Живший в Сирии, Риме и Сицилии ученик Плотина, философ-неоплатоник и богослов Порфирий (232/4— 304/5) в своей утраченной работе о мистериях подробно комментировал чрезвычайно популярные начиная с II века от Р.Х. "Халдейские оракулы", так называемые "Священные слова". По свидетельству Евсевия160, Порфирий ставил элевсинских жрецов наравне с богами: иерофанта наравне с демиургом, или творцом, — вероятно, Дионисом-Плутоном; дадуха наравне с Гелиосом; эпибомия наравне с богиней Луны Селеной, а иерокерика, или глашатая (вестника), наравне с Гермесом. Однако Порфирий никогда не бывал в Элладе и приводит не собственное свое свидетельство. Его ученик Ямвлих (250–330) в сирийском Апамее написал хорошую книгу "О египетских мистериях"161, но не ссылался ни на Элевсинии, ни на иные греческие таинства, а просто отвечал на письмо о фундаментальных вопросах тогдашней религии платоников, которое Порфирий, его учитель, адресовал неизвестному жрецу Исиды и Осириса по имени Анебон. Об Элевсинских таинствах книга никаких свидетельств не дает.
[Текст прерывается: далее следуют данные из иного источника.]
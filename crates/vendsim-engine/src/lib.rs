//! # vendsim-engine: Transaction State Machine
//!
//! Runs one customer transaction at a time on top of the pure logic in
//! `vendsim-core`.
//!
//! ## Transaction Flow
//! ```text
//! ┌─────────────────────────────────────────────────────────────────────────┐
//! │                                                                         │
//! │   ┌──────┐  insert   ┌─────────┐  select   ┌───────────┐               │
//! │   │ idle │──────────►│ payment │──────────►│ selection │               │
//! │   └──────┘           └─────────┘           └─────┬─────┘               │
//! │      ▲                    ▲             confirm  │  card               │
//! │      │                    │                      ▼                     │
//! │      │               ┌────┴────┐  decline  ┌────────────┐              │
//! │      │               │  error  │◄──────────│ processing │              │
//! │      │               └─────────┘           └─────┬──────┘              │
//! │      │                                           │ dispense            │
//! │      │   reset       ┌──────────┐                │                     │
//! │      └───────────────│ complete │◄───────────────┘                     │
//! │                      └──────────┘                                      │
//! │                                                                         │
//! │   cancel: any ──► idle          timers: driven by SimClock             │
//! └─────────────────────────────────────────────────────────────────────────┘
//! ```
//!
//! ## Modules
//!
//! - [`machine`] - `VendingMachine`, the actions and timed transitions
//! - [`clock`] - Virtual tick scheduler
//! - [`card`] - Card network outcome sources
//! - [`error`] - Refused-command errors

pub mod card;
pub mod clock;
pub mod error;
pub mod machine;

pub use card::{is_approved, FixedOutcome, OutcomeSource, RandomOutcome};
pub use clock::{SimClock, Tick};
pub use error::{Action, MachineError, MachineResult};
pub use machine::{ScheduledTask, TaskKind, VendingMachine};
Элевсинские мистерии imgB009.jpg

Дадух

Элевсинские мистерии img8233.jpg

Иерофант

Иерофант, дадух и керик — вот минимум жрецов, при каком могли совершаться Элевсинские таинства. Кроме них было еще две жрицы — Деметры и Гекаты-Артемиды, для Персефоны же, являвшейся лишь в созерцании, особой жрицы не существовало. В будничной жизни это были жены главных жрецов или их близкие родственницы. Обряд могли исполнять только представители двух древних родов — Евмолпиды и Керики, и только они занимали эти должности. Из Кериков был не только открыто выступавший керик, но и храмовый факелоносец, или дадух. Жрица Гекаты при необходимости представляла также и Персефону. Деметра — Деметра Антея ("призрачная") — и Рея по культу и мифу были едины.

Что до второстепенных жрецов, то из них подтверждены свидетельствами: крокониды — гидран ("водный"), эпибо-мий ("алтарный") и литофор ("камненосец"), последний, видимо, как служитель бога Ареса. Из богов упоминаются Афродита, Гефест, Прометей, Геракл, Арес. На изображениях встречаются также Семела и Ариадна; из юношей-полубогов — Триптолем, Евбулей и Диоскуры. Всех их могли представлять жрецы, но не обязательно и, уж во всяком случае, не одновременно. Поэтому жрецов было гораздо меньше, чем богов и героев, известных в культе. Не в пример мифу, культ обходился с персонажами экономно.

Отрок очага

В Великих мистериях "отрок очага" был прислужником. Вместе с иерофантом ему дозволялось войти в Анакторон, где он клал дрова на низкий круглый очаг, столь любезный подземным богам; здесь он сохранился как домашний очаг микенской эпохи. В целом же пользовались детским ясновидением отрока, которое должно было пробуждать у взрослых способность созерцания. В обрядах требовался лишь один отрок; но — по крайней мере в римскую эпоху — отбирали сразу нескольких, видимо, чтобы наверняка отыскать мальчиков, одаренных ясновиденьем.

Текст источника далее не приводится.